At Mydex Community Interest Company, data is stored, in each individuals’ own personal data store. This PDS remains fully under the control of the individual: each PDS is individually encrypted with each individual holding their own private key to their own data store. Individuals can then use this data for multiple purposes of their own - they are empowered with agency and autonomy - including being able to share their data with those Data Trusts they wish to support at the same as sharing data with those organisations who provide services to them. This enables many uses and many users, not lock ins and limits.
At first sight, data trusts and PDSs may look incompatible. But they could prove complementary, with PDSs providing infrastructure for Trusts to work much more efficiently and effectively.
The following diagrams illustrate the way person-centric data sharing works.
Services holding different types of data about an individual deposit verified copies of this data in the individual’s personal data store.
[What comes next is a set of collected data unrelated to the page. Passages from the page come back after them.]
use sea_orm::entity::prelude::*;
use serde::{Deserialize, Serialize};

/// Quoting Enclave identity document, stored verbatim. At most one row
/// (id = 1) exists.
#[derive(Clone, Debug, PartialEq, Eq, DeriveEntityModel, Serialize, Deserialize)]
#[sea_orm(table_name = "qe_identities")]
pub struct Model {
    #[sea_orm(primary_key, auto_increment = false)]
    pub id: i32,
    #[sea_orm(column_type = "Text")]
    pub qe_info: String,
    #[sea_orm(column_type = "Text")]
    pub qe_issuer_chain: String,
    pub created_time: DateTimeUtc,
    pub updated_time: DateTimeUtc,
}

#[derive(Copy, Clone, Debug, EnumIter, DeriveRelation)]
pub enum Relation {}

impl ActiveModelBehavior for ActiveModel {}

/// The fixed primary key of the singleton row.
pub const SINGLETON_ID: i32 = 1;
use serde::{Deserialize, Serialize};

/// Number of CPU-SVN components in a TCB level.
pub const TCB_COMPONENT_COUNT: usize = 16;

/// Signed TCB info document as served by `GET /tcb`.
#[derive(Clone, Debug, Serialize, Deserialize)]
pub struct TcbInfoSigned {
    #[serde(rename = "tcbInfo")]
    pub tcb_info: TcbInfoData,
    #[serde(default)]
    pub signature: String,
}

#[derive(Clone, Debug, Serialize, Deserialize)]
#[serde(rename_all = "camelCase")]
pub struct TcbInfoData {
    pub version: u32,
    #[serde(default)]
    pub issue_date: String,
    #[serde(default)]
    pub next_update: String,
    pub fmspc: String,
    pub pce_id: String,
    #[serde(default)]
    pub tcb_type: u32,
    #[serde(default)]
    pub tcb_evaluation_data_number: u32,
    pub tcb_levels: Vec<TcbLevel>,
}

#[derive(Clone, Debug, Serialize, Deserialize)]
#[serde(rename_all = "camelCase")]
pub struct TcbLevel {
    pub tcb: TcbComponents,
    #[serde(default)]
    pub tcb_date: String,
    pub tcb_status: String,
}

/// The sixteen named component SVNs plus the PCE SVN of one TCB level.
#[derive(Clone, Copy, Debug, Default, Serialize, Deserialize)]
pub struct TcbComponents {
    pub sgxtcbcomp01svn: u8,
    pub sgxtcbcomp02svn: u8,
    pub sgxtcbcomp03svn: u8,
    pub sgxtcbcomp04svn: u8,
    pub sgxtcbcomp05svn: u8,
    pub sgxtcbcomp06svn: u8,
    pub sgxtcbcomp07svn: u8,
    pub sgxtcbcomp08svn: u8,
    pub sgxtcbcomp09svn: u8,
    pub sgxtcbcomp10svn: u8,
    pub sgxtcbcomp11svn: u8,
    pub sgxtcbcomp12svn: u8,
    pub sgxtcbcomp13svn: u8,
    pub sgxtcbcomp14svn: u8,
    pub sgxtcbcomp15svn: u8,
    pub sgxtcbcomp16svn: u8,
    pub pcesvn: u16,
}

impl TcbComponents {
    /// The component SVNs in level order.
    pub fn svns(&self) -> [u8; TCB_COMPONENT_COUNT] {
        [
            self.sgxtcbcomp01svn,
            self.sgxtcbcomp02svn,
            self.sgxtcbcomp03svn,
            self.sgxtcbcomp04svn,
            self.sgxtcbcomp05svn,
            self.sgxtcbcomp06svn,
            self.sgxtcbcomp07svn,
            self.sgxtcbcomp08svn,
            self.sgxtcbcomp09svn,
            self.sgxtcbcomp10svn,
            self.sgxtcbcomp11svn,
            self.sgxtcbcomp12svn,
            self.sgxtcbcomp13svn,
            self.sgxtcbcomp14svn,
            self.sgxtcbcomp15svn,
            self.sgxtcbcomp16svn,
        ]
    }

    pub fn from_svns(svns: [u8; TCB_COMPONENT_COUNT], pcesvn: u16) -> Self {
        Self {
            sgxtcbcomp01svn: svns[0],
            sgxtcbcomp02svn: svns[1],
            sgxtcbcomp03svn: svns[2],
            sgxtcbcomp04svn: svns[3],
            sgxtcbcomp05svn: svns[4],
            sgxtcbcomp06svn: svns[5],
            sgxtcbcomp07svn: svns[6],
            sgxtcbcomp08svn: svns[7],
            sgxtcbcomp09svn: svns[8],
            sgxtcbcomp10svn: svns[9],
            sgxtcbcomp11svn: svns[10],
            sgxtcbcomp12svn: svns[11],
            sgxtcbcomp13svn: svns[12],
            sgxtcbcomp14svn: svns[13],
            sgxtcbcomp15svn: svns[14],
            sgxtcbcomp16svn: svns[15],
            pcesvn,
        }
    }
}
This data remains under the individual’s control in their PDS, and kept up to date and accurate via a secure API link (two systems talking to each other over the internet safely and securely).
When the citizen needs to provide some of these data points to a different service provider they simply say ‘Yes’, and the data can flow accordingly - enabling them to bring their data with them to new service relationships..
Managing access to data in this way is of the core capabilities of any PDS infrastructure provider. It includes managing sometimes complex interoperability issues (e.g. software systems and formats that don’t ‘talk’ to each other) and keeping the data up-to-date and accurate (via API links with data originators).
With complex webs of data access, understanding what users have consented to becomes a challenge. An underpinning personal data store infrastructure provides individuals with their own consent management dashboards, by which they can see and manage all consents and permissions for data access and sharing to all service providers and Data Trusts that they have data relationships with.
The ability to outsource these data storage, access and sharing challenges to a specialist operator could significantly cut costs and complexity for individual Data Trust operators. It would also avoid a huge amount of duplicated effort across multiple different Data Trusts which, without such infrastructure, would all have to build their own infrastructure for themselves.
Over time, as more data is collected in individual’s personal data stores, they will already hold an increasing proportion of the data that Data Trusts need: data that is already there and waiting to be shared. Different bundles of this data could be shared with different Data Trusts, according to their different speciality focus areas.
This also points to another challenge that practitioners must consider when building their data trust infrastructure: that of privacy protection. A Data Trust focused on, say, health issues, might be responsible for making decisions about the use of large amounts of highly sensitive personally identifiable data. This brings with it several important considerations. For example, individuals may be reluctant to share data if it is personally identifiable, especially if it could be accessed by third parties, even if it is only for research purposes. PDS infrastructure and decentralized data storage providers can solve this problem by enabling the sharing of data in a pre-anonymised form. For instance, Mydex CIC has already built a platform called Inclued which enables exactly this: the sharing of ‘profiles’ of people devoid of personal identifiers.
One of the first pilot projects funded by the Data Trusts Initiative, the Brixham Data Trust, a coastal community data trust - who aim to develop a dynamic local data ecosystem to inform, engage, and test the use of real datasets within a 3km radius of the town centre - is trialling incorporating Personal Data Stores into the infrastructure of the data trust to test this approach and look forward to sharing the project findings later in the year.